**What you should do**
Across the entries below, how many lines contain the string "This"? Give only the count.

**Material provided**
* * * * * * *

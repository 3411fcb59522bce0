//! Schema validation helpers.
//!
//! This module validates a `serde_json::Value` configuration tree against a
//! [`Schema`] before it is deserialized, so users get per-attribute error
//! messages instead of a single serde failure.
//!
//! # Example
//!
//! ```
//! use hemmer_provider_synthetics::schema::{Schema, Attribute};
//! use hemmer_provider_synthetics::validation::validate;
//! use serde_json::json;
//!
//! let schema = Schema::v0()
//!     .with_attribute("name", Attribute::required_string())
//!     .with_attribute("tick_every", Attribute::optional_int64().with_int_range(30, 604800));
//!
//! let diagnostics = validate(&schema, &json!({"name": "homepage", "tick_every": 60}));
//! assert!(diagnostics.is_empty());
//!
//! let diagnostics = validate(&schema, &json!({"name": "homepage", "tick_every": 5}));
//! assert_eq!(diagnostics.len(), 1);
//! assert_eq!(diagnostics[0].attribute, Some("tick_every".to_string()));
//! ```

use crate::schema::{Attribute, AttributeType, Block, Diagnostic, NestedBlock, Schema};
use regex::Regex;
use serde_json::Value;

/// Validate a JSON value against a schema.
///
/// Returns a list of diagnostics for any validation errors found.
/// An empty list means the value is valid.
///
/// # Validation Rules
///
/// - Required attributes must be present and non-null
/// - Optional attributes may be absent or null
/// - Computed attributes are skipped (provider sets these)
/// - Attribute types must match the schema
/// - Allowed values, integer ranges and patterns are enforced
/// - Nested blocks are validated recursively with min/max item constraints
pub fn validate(schema: &Schema, value: &Value) -> Vec<Diagnostic> {
    let mut diagnostics = Vec::new();
    validate_block(&schema.block, value, "", &mut diagnostics);
    diagnostics
}

/// Validate a JSON value against a schema, returning Ok if valid or Err with diagnostics.
pub fn validate_result(schema: &Schema, value: &Value) -> Result<(), Vec<Diagnostic>> {
    let diagnostics = validate(schema, value);
    if diagnostics.is_empty() {
        Ok(())
    } else {
        Err(diagnostics)
    }
}

/// Check if a JSON value is valid against a schema.
pub fn is_valid(schema: &Schema, value: &Value) -> bool {
    validate(schema, value).is_empty()
}

fn validate_block(block: &Block, value: &Value, path: &str, diagnostics: &mut Vec<Diagnostic>) {
    let obj = match value {
        Value::Object(map) => map,
        Value::Null => return,
        _ => {
            diagnostics.push(
                Diagnostic::error("Expected object")
                    .with_detail(format!("Got {}", value_type_name(value)))
                    .with_attribute_if_not_empty(path),
            );
            return;
        },
    };

    for (name, attr) in &block.attributes {
        let attr_path = join_path(path, name);
        validate_attribute(attr, obj.get(name), &attr_path, diagnostics);
    }

    for (name, nested_block) in &block.blocks {
        let block_path = join_path(path, name);
        validate_nested_block(nested_block, obj.get(name), &block_path, diagnostics);
    }
}

fn validate_attribute(
    attr: &Attribute,
    value: Option<&Value>,
    path: &str,
    diagnostics: &mut Vec<Diagnostic>,
) {
    // Skip computed-only attributes (provider sets these)
    if attr.flags.computed && !attr.flags.optional && !attr.flags.required {
        return;
    }

    match value {
        None | Some(Value::Null) => {
            if attr.flags.required {
                diagnostics.push(
                    Diagnostic::error(format!("Missing required attribute '{}'", path))
                        .with_detail("This attribute is required and must be provided")
                        .with_attribute(path),
                );
            }
        },
        Some(v) => {
            let before = diagnostics.len();
            validate_attribute_type(&attr.attr_type, v, path, diagnostics);
            if diagnostics.len() == before {
                validate_constraints(attr, v, path, diagnostics);
            }
        },
    }
}

fn validate_attribute_type(
    attr_type: &AttributeType,
    value: &Value,
    path: &str,
    diagnostics: &mut Vec<Diagnostic>,
) {
    match attr_type {
        AttributeType::String => {
            if !value.is_string() {
                diagnostics.push(type_error(path, "string", value));
            }
        },
        AttributeType::Int64 => {
            if !is_int64(value) {
                diagnostics.push(type_error(path, "int64", value));
            }
        },
        AttributeType::Bool => {
            if !value.is_boolean() {
                diagnostics.push(type_error(path, "bool", value));
            }
        },
        AttributeType::List(element_type) | AttributeType::Set(element_type) => {
            if let Some(arr) = value.as_array() {
                for (i, elem) in arr.iter().enumerate() {
                    let elem_path = format!("{}.{}", path, i);
                    validate_attribute_type(element_type, elem, &elem_path, diagnostics);
                }
            } else {
                let expected = if matches!(attr_type, AttributeType::Set(_)) {
                    "set"
                } else {
                    "list"
                };
                diagnostics.push(type_error(path, expected, value));
            }
        },
        AttributeType::Map(value_type) => {
            if let Some(obj) = value.as_object() {
                for (key, val) in obj {
                    let key_path = format!("{}.{}", path, key);
                    validate_attribute_type(value_type, val, &key_path, diagnostics);
                }
            } else {
                diagnostics.push(type_error(path, "map", value));
            }
        },
    }
}
use serde::{Deserialize, Serialize};

/// Scheduling and alerting options shared by all test types.
///
/// The vendor mixes snake_case and camelCase keys here.
#[derive(Debug, Clone, PartialEq, Default, Serialize, Deserialize)]
#[serde(default)]
pub struct TestOptions {
    #[serde(skip_serializing_if = "Option::is_none")]
    pub tick_every: Option<i64>,
    #[serde(rename = "httpVersion", skip_serializing_if = "Option::is_none")]
    pub http_version: Option<String>,
    #[serde(skip_serializing_if = "Option::is_none")]
    pub accept_self_signed: Option<bool>,
    #[serde(rename = "checkCertificateRevocation", skip_serializing_if = "Option::is_none")]
    pub check_certificate_revocation: Option<bool>,
    #[serde(skip_serializing_if = "Option::is_none")]
    pub min_location_failed: Option<i64>,
    #[serde(skip_serializing_if = "Option::is_none")]
    pub min_failure_duration: Option<i64>,
    #[serde(skip_serializing_if = "Option::is_none")]
    pub follow_redirects: Option<bool>,
    #[serde(skip_serializing_if = "Option::is_none")]
    pub allow_insecure: Option<bool>,
    #[serde(skip_serializing_if = "Option::is_none")]
    pub scheduling: Option<Scheduling>,
    #[serde(skip_serializing_if = "Option::is_none")]
    pub retry: Option<RetryOptions>,
    #[serde(skip_serializing_if = "Option::is_none")]
    pub monitor_options: Option<MonitorOptions>,
    #[serde(skip_serializing_if = "Option::is_none")]
    pub monitor_name: Option<String>,
    #[serde(skip_serializing_if = "Option::is_none")]
    pub monitor_priority: Option<i64>,
    #[serde(skip_serializing_if = "Option::is_none")]
    pub restricted_roles: Option<Vec<String>>,
    #[serde(skip_serializing_if = "Option::is_none")]
    pub ci: Option<CiOptions>,
    #[serde(rename = "ignoreServerCertificateError", skip_serializing_if = "Option::is_none")]
    pub ignore_server_certificate_error: Option<bool>,
    #[serde(rename = "noScreenshot", skip_serializing_if = "Option::is_none")]
    pub no_screenshot: Option<bool>,
    #[serde(rename = "rumSettings", skip_serializing_if = "Option::is_none")]
    pub rum_settings: Option<RumSettings>,
    #[serde(rename = "disableCsp", skip_serializing_if = "Option::is_none")]
    pub disable_csp: Option<bool>,
    #[serde(rename = "disableCors", skip_serializing_if = "Option::is_none")]
    pub disable_cors: Option<bool>,
    #[serde(rename = "initialNavigationTimeout", skip_serializing_if = "Option::is_none")]
    pub initial_navigation_timeout: Option<i64>,
    #[serde(skip_serializing_if = "Option::is_none")]
    pub device_ids: Option<Vec<String>>,
}

/// Time windows the test runs in.
#[derive(Debug, Clone, PartialEq, Default, Serialize, Deserialize)]
#[serde(default)]
pub struct Scheduling {
    pub timeframes: Vec<Timeframe>,
    pub timezone: String,
}

/// One weekday window.
#[derive(Debug, Clone, PartialEq, Default, Serialize, Deserialize)]
#[serde(default)]
pub struct Timeframe {
    pub day: i64,
    pub from: String,
    pub to: String,
}

/// Retry policy. `interval` is in milliseconds.
#[derive(Debug, Clone, PartialEq, Default, Serialize, Deserialize)]
#[serde(default)]
pub struct RetryOptions {
    #[serde(skip_serializing_if = "Option::is_none")]
    pub count: Option<i64>,
    #[serde(skip_serializing_if = "Option::is_none")]
    pub interval: Option<f64>,
}

/// Options of the monitor backing the test.
#[derive(Debug, Clone, PartialEq, Default, Serialize, Deserialize)]
#[serde(default)]
pub struct MonitorOptions {
    #[serde(skip_serializing_if = "Option::is_none")]
    pub renotify_interval: Option<i64>,
}

/// Continuous integration behaviour.
#[derive(Debug, Clone, PartialEq, Default, Serialize, Deserialize)]
#[serde(default, rename_all = "camelCase")]
pub struct CiOptions {
    #[serde(skip_serializing_if = "Option::is_none")]
    pub execution_rule: Option<String>,
}

/// Real-user-monitoring settings for browser tests.
#[derive(Debug, Clone, PartialEq, Default, Serialize, Deserialize)]
#[serde(default, rename_all = "camelCase")]
pub struct RumSettings {
    pub is_enabled: bool,
    #[serde(skip_serializing_if = "Option::is_none")]
    pub application_id: Option<String>,
    #[serde(skip_serializing_if = "Option::is_none")]
    pub client_token_id: Option<i64>,
}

* * * * * * *

**Exercise response**
2